(Beginning of EXTRACTED MATERIAL)
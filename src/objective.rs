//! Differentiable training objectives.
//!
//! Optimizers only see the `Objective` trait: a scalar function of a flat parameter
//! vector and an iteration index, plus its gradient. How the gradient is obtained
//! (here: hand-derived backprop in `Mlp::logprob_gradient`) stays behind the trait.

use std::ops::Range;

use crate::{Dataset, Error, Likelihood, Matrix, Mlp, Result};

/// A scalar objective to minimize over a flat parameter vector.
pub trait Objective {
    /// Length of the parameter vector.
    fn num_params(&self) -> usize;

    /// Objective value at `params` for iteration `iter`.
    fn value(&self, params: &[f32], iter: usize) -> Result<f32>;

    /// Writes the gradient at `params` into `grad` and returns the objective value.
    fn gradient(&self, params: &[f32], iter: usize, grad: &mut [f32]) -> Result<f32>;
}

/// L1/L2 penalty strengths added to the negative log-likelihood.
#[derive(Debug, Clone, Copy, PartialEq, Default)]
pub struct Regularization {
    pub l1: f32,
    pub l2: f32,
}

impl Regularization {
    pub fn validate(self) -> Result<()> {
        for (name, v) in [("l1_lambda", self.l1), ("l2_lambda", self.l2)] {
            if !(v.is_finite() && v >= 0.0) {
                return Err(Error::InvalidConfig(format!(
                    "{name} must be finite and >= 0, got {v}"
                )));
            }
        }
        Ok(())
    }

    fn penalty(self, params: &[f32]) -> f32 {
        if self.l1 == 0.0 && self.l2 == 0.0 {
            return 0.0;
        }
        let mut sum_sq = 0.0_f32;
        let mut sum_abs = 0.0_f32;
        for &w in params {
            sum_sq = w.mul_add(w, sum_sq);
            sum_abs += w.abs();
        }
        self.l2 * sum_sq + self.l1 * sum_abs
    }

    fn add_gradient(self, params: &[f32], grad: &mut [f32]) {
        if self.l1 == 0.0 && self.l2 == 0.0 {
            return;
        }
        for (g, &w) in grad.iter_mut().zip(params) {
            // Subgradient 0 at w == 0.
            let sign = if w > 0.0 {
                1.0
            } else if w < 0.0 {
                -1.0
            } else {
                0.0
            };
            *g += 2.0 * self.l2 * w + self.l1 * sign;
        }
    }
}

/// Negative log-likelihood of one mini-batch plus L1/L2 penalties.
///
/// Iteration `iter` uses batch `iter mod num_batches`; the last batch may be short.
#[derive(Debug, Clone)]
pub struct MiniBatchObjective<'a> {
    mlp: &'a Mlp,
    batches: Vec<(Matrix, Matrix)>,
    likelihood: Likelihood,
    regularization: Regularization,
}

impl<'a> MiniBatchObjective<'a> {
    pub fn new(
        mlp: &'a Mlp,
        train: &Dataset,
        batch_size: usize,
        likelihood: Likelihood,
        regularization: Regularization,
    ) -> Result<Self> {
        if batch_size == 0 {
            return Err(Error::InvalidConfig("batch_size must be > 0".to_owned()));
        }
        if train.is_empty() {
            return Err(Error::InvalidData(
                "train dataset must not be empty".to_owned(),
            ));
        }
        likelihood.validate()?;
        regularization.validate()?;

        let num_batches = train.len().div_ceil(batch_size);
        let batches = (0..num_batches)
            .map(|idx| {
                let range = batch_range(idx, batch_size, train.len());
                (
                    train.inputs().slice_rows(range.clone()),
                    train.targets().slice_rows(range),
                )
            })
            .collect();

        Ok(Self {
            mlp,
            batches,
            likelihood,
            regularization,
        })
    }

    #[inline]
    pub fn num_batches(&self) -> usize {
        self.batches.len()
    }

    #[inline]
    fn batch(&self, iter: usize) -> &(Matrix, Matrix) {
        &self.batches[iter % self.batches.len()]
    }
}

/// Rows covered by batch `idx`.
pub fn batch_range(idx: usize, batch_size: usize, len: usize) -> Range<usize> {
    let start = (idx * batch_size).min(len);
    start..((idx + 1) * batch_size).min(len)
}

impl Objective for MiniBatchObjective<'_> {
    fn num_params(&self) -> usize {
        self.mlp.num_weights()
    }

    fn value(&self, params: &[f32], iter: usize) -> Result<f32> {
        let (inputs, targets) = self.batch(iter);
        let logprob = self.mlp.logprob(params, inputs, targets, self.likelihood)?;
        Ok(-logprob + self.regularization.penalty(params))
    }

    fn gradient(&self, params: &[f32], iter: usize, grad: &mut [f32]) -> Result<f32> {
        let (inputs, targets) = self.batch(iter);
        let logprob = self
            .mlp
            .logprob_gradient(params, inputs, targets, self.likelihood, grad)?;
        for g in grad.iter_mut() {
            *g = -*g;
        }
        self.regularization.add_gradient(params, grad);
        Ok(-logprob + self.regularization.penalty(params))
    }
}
(End of EXTRACTED MATERIAL)
# HOW TO COMPLETE THIS TASK:
Write out the entire listing exactly.

# YOUR RESPONSE:
filename src/objective.rs
//! Differentiable training objectives.
//!
//! Optimizers only see the `Objective` trait: a scalar function of a flat parameter
//! vector and an iteration index, plus its gradient. How the gradient is obtained
//! (here: hand-derived backprop in `Mlp::logprob_gradient`) stays behind the trait.

use std::ops::Range;

use crate::{Dataset, Error, Likelihood, Matrix, Mlp, Result};

/// A scalar objective to minimize over a flat parameter vector.
pub trait Objective {
    /// Length of the parameter vector.
    fn num_params(&self) -> usize;

    /// Objective value at `params` for iteration `iter`.
    fn value(&self, params: &[f32], iter: usize) -> Result<f32>;

    /// Writes the gradient at `params` into `grad` and returns the objective value.
    fn gradient(&self, params: &[f32], iter: usize, grad: &mut [f32]) -> Result<f32>;
}

/// L1/L2 penalty strengths added to the negative log-likelihood.
#[derive(Debug, Clone, Copy, PartialEq, Default)]
pub struct Regularization {
    pub l1: f32,
    pub l2: f32,
}

impl Regularization {
    pub fn validate(self) -> Result<()> {
        for (name, v) in [("l1_lambda", self.l1), ("l2_lambda", self.l2)] {
            if !(v.is_finite() && v >= 0.0) {
                return Err(Error::InvalidConfig(format!(
                    "{name} must be finite and >= 0, got {v}"
                )));
            }
        }
        Ok(())
    }

    fn penalty(self, params: &[f32]) -> f32 {
        if self.l1 == 0.0 && self.l2 == 0.0 {
            return 0.0;
        }
        let mut sum_sq = 0.0_f32;
        let mut sum_abs = 0.0_f32;
        for &w in params {
            sum_sq = w.mul_add(w, sum_sq);
            sum_abs += w.abs();
        }
        self.l2 * sum_sq + self.l1 * sum_abs
    }

    fn add_gradient(self, params: &[f32], grad: &mut [f32]) {
        if self.l1 == 0.0 && self.l2 == 0.0 {
            return;
        }
        for (g, &w) in grad.iter_mut().zip(params) {
            // Subgradient 0 at w == 0.
            let sign = if w > 0.0 {
                1.0
            } else if w < 0.0 {
                -1.0
            } else {
                0.0
            };
            *g += 2.0 * self.l2 * w + self.l1 * sign;
        }
    }
}

/// Negative log-likelihood of one mini-batch plus L1/L2 penalties.
///
/// Iteration `iter` uses batch `iter mod num_batches`; the last batch may be short.
#[derive(Debug, Clone)]
pub struct MiniBatchObjective<'a> {
    mlp: &'a Mlp,
    batches: Vec<(Matrix, Matrix)>,
    likelihood: Likelihood,
    regularization: Regularization,
}

impl<'a> MiniBatchObjective<'a> {
    pub fn new(
        mlp: &'a Mlp,
        train: &Dataset,
        batch_size: usize,
        likelihood: Likelihood,
        regularization: Regularization,
    ) -> Result<Self> {
        if batch_size == 0 {
            return Err(Error::InvalidConfig("batch_size must be > 0".to_owned()));
        }
        if train.is_empty() {
            return Err(Error::InvalidData(
                "train dataset must not be empty".to_owned(),
            ));
        }
        likelihood.validate()?;
        regularization.validate()?;

        let num_batches = train.len().div_ceil(batch_size);
        let batches = (0..num_batches)
            .map(|idx| {
                let range = batch_range(idx, batch_size, train.len());
                (
                    train.inputs().slice_rows(range.clone()),
                    train.targets().slice_rows(range),
                )
            })
            .collect();

        Ok(Self {
            mlp,
            batches,
            likelihood,
            regularization,
        })
    }

    #[inline]
    pub fn num_batches(&self) -> usize {
        self.batches.len()
    }

    #[inline]
    fn batch(&self, iter: usize) -> &(Matrix, Matrix) {
        &self.batches[iter % self.batches.len()]
    }
}

/// Rows covered by batch `idx`.
pub fn batch_range(idx: usize, batch_size: usize, len: usize) -> Range<usize> {
    let start = (idx * batch_size).min(len);
    start..((idx + 1) * batch_size).min(len)
}

impl Objective for MiniBatchObjective<'_> {
    fn num_params(&self) -> usize {
        self.mlp.num_weights()
    }

    fn value(&self, params: &[f32], iter: usize) -> Result<f32> {
        let (inputs, targets) = self.batch(iter);
        let logprob = self.mlp.logprob(params, inputs, targets, self.likelihood)?;
        Ok(-logprob + self.regularization.penalty(params))
    }

    fn gradient(&self, params: &[f32], iter: usize, grad: &mut [f32]) -> Result<f32> {
        let (inputs, targets) = self.batch(iter);
        let logprob = self
            .mlp
            .logprob_gradient(params, inputs, targets, self.likelihood, grad)?;
        for g in grad.iter_mut() {
            *g = -*g;
        }
        self.regularization.add_gradient(params, grad);
        Ok(-logprob + self.regularization.penalty(params))
    }
}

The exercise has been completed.